The first steps in Abdu’l-Baha’s six-stage path to nobility involve transforming the merely human into the beautifully humane. Each of the first three steps looks outward, beyond self and toward selflessness. Those steps kindly motivate us to go past our own individual needs and desires, and to focus on the needs of humanity. This third step, though, doesn’t just recommend helping people—it asks us to inspire them.
So if you’d like to live a noble life, you’ll want to find a way to help, inspire, guide and enlighten others.
The first two recommendations in Abdu’l-Baha’s six-step “firm foundation” for nobility—to show compassion and goodwill to all people; and to render service to humanity—are followed by this third step: To endeavor to guide and enlighten those in darkness:
…knowledge is figuratively described as light, and ignorance as darkness. But reflect: Is knowledge sensible light or ignorance sensible darkness? Certainly not. These are only intelligible conditions, but when you wish to express them outwardly you call knowledge light and ignorance darkness and say: “My heart was dark and it became illumined.” Now, the light of knowledge and the darkness of ignorance are intelligible realities, not sensible ones, but when we seek to express them outwardly, we are obliged to give them a sensible form. – Abdu’l-Baha, Some Answered Questions, newly revised version, pp. 94-95.
So what does it mean to “endeavor to guide and enlighten those in darkness?” Simply, it means to joyfully demonstrate, by your actions, the love and unity of the Creator:
Some of the people of the earth desire conquest over others; some of them are longing for rest and ease; others desire a high position; some of them desire to become famous; thank God that our desire is for spirituality and for union with God.
Now that we are gathered here our desire is to hoist the Standard of the Unity of God, to spread the Light of God and to make the hearts of the people heavenly…
I pray for all of you, that all of you may become heavenly soldiers and that you may everywhere spread the news of the Unity of God and may enlighten the East and the West and give to all hearts the love of God. – Abdu’l-Baha, Star of the West, Volume 2, pp. 4-5.
So how do we actually “guide and enlighten those in darkness?”
The Baha’i teachings have a recommendation:
O ye beloved of the Lord! Commit not that which defileth the limpid stream of love or destroyeth the sweet fragrance of friendship. By the righteousness of the Lord! Ye were created to show love one to another and not perversity and rancour. Take pride not in love for yourselves but in love for your fellow-creatures. Glory not in love for your country, but in love for all mankind. Let your eye be chaste, your hand faithful, your tongue truthful and your heart enlightened. – Baha’u’llah, Tablets of Baha’u’llah, p. 138.

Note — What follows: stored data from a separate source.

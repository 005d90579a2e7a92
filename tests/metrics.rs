#![cfg(feature = "metrics")]
//! Tests for `wsbridge` metrics.
//!
//! These tests verify that counters and gauges update as expected using
//! `metrics_util::debugging::DebuggingRecorder`.

use std::sync::Arc;

use metrics_util::debugging::{DebugValue, DebuggingRecorder, Snapshotter};
use rstest::rstest;
use wsbridge::{
    Dispatcher,
    Endpoint,
    EndpointRegistration,
    Registry,
    SessionHandle,
    SocketConfig,
    handler::shared,
    metrics::{self as ws_metrics, Phase},
};
use wsbridge_testing::{Fault, MemoryContainer, MemorySession, RecordingHandler};

/// Creates a debugging recorder and snapshotter for metrics testing.
fn debugging_recorder_setup() -> (Snapshotter, DebuggingRecorder) {
    let recorder = DebuggingRecorder::new();
    let snapshotter = recorder.snapshotter();
    (snapshotter, recorder)
}

fn counter(snapshotter: &Snapshotter, name: &str, label: Option<(&str, &str)>) -> u64 {
    snapshotter
        .snapshot()
        .into_vec()
        .into_iter()
        .filter(|(k, _, _, _)| {
            k.key().name() == name
                && label.is_none_or(|(key, value)| {
                    k.key().labels().any(|l| l.key() == key && l.value() == value)
                })
        })
        .map(|(_, _, _, v)| match v {
            DebugValue::Counter(c) => c,
            _ => 0,
        })
        .sum()
}

#[test]
fn registered_endpoints_are_counted() {
    let (snapshotter, recorder) = debugging_recorder_setup();
    let server = MemoryContainer::new();
    server.reject_path("/rejected");

    metrics::with_local_recorder(&recorder, || {
        let mut registry = Registry::new(SocketConfig::default());
        for path in ["/a", "/b", "/rejected"] {
            registry
                .register_server(
                    EndpointRegistration::builder(path)
                        .handler(shared(RecordingHandler::new()))
                        .expect("valid registration"),
                )
                .expect("unique path");
        }
        registry.on_container_ready(server.clone());
    });

    assert_eq!(counter(&snapshotter, ws_metrics::ENDPOINTS_REGISTERED, None), 2);
}

#[rstest]
#[case(Fault::Error)]
#[case(Fault::Panic)]
fn open_failures_are_counted_by_phase(#[case] fault: Fault) {
    let (snapshotter, recorder) = debugging_recorder_setup();
    let session = MemorySession::new();
    let handle: SessionHandle = session.clone();
    let endpoint = Dispatcher::new(Arc::new(RecordingHandler::new().open_fault(fault)));

    metrics::with_local_recorder(&recorder, || endpoint.on_open(&handle));

    assert_eq!(
        counter(&snapshotter, ws_metrics::HANDLER_ERRORS, Some(("phase", Phase::Open.as_str()))),
        1
    );
}

#[test]
fn message_panics_are_counted() {
    let (snapshotter, recorder) = debugging_recorder_setup();
    let session = MemorySession::new();
    let handle: SessionHandle = session.clone();
    let endpoint = Dispatcher::new(Arc::new(RecordingHandler::new().panicking_on_text()));
    endpoint.on_open(&handle);

    metrics::with_local_recorder(&recorder, || {
        session.receive_text("one");
        session.receive_text("two");
    });

    assert_eq!(
        counter(&snapshotter, ws_metrics::HANDLER_ERRORS, Some(("phase", "message"))),
        2
    );
}

#[test]
fn connection_gauge_tracks_adopted_sessions() {
    let (snapshotter, recorder) = debugging_recorder_setup();
    metrics::with_local_recorder(&recorder, || {
        ws_metrics::inc_client_connections();
        ws_metrics::inc_client_connections();
        ws_metrics::dec_client_connections();
    });

    let value = snapshotter
        .snapshot()
        .into_vec()
        .into_iter()
        .find(|(k, _, _, _)| k.key().name() == ws_metrics::CLIENT_CONNECTIONS_ACTIVE)
        .map(|(_, _, _, v)| v);
    assert!(
        matches!(value, Some(DebugValue::Gauge(g)) if (g.into_inner() - 1.0).abs() < f64::EPSILON),
        "unexpected gauge value: {value:?}"
    );
}

#[rstest]
#[case(1)]
#[case(3)]
fn connect_failures_are_counted(#[case] expected: u64) {
    let (snapshotter, recorder) = debugging_recorder_setup();
    metrics::with_local_recorder(&recorder, || {
        (0..expected).for_each(|_| ws_metrics::inc_connect_failures());
    });
    assert_eq!(counter(&snapshotter, ws_metrics::CONNECT_FAILURES, None), expected);
}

For Baha’is, giving guidance and inspiring enlightenment involves deeds more than it does words. In other words, enlightening hearts and souls requires an enlightened heart and soul. A wise, enlightened person acts in ways that help, guide and inspire others:
Let your acts be a guide unto all mankind, for the professions of most men, be they high or low, differ from their conduct. It is through your deeds that ye can distinguish yourselves from others. Through them the brightness of your light can be shed upon the whole earth. – Baha’u’llah, Gleanings from the Writings of Baha’u’llah, p. 305.
Guiding and enlightening others, then, chiefly involves your own inner character. If your inner character shines with light, with goodness, with compassion, it will inspire people to try to mirror, reflect and then develop those same attributes. We naturally want to acquire the joyful, happy, radiant characteristics of those we know, so guiding others doesn’t come primarily from the words you speak—it comes directly from the efforts you make with your heart, mind and soul:
Man must be tireless in his effort. Once his effort is directed in the proper channel if he does not succeed today he will succeed tomorrow. Effort in itself is one of the noblest traits of human character. Devotion to one’s calling, effort in its speedy execution, simplicity of spirit and steadfastness through all the ups and downs, these are the hallmarks of success. A person characterized with these attributes will gather the fruits of his labours and will win the happiness of the kingdom. – Abdu’l-Baha, Star of the West, Volume 5, p. 21.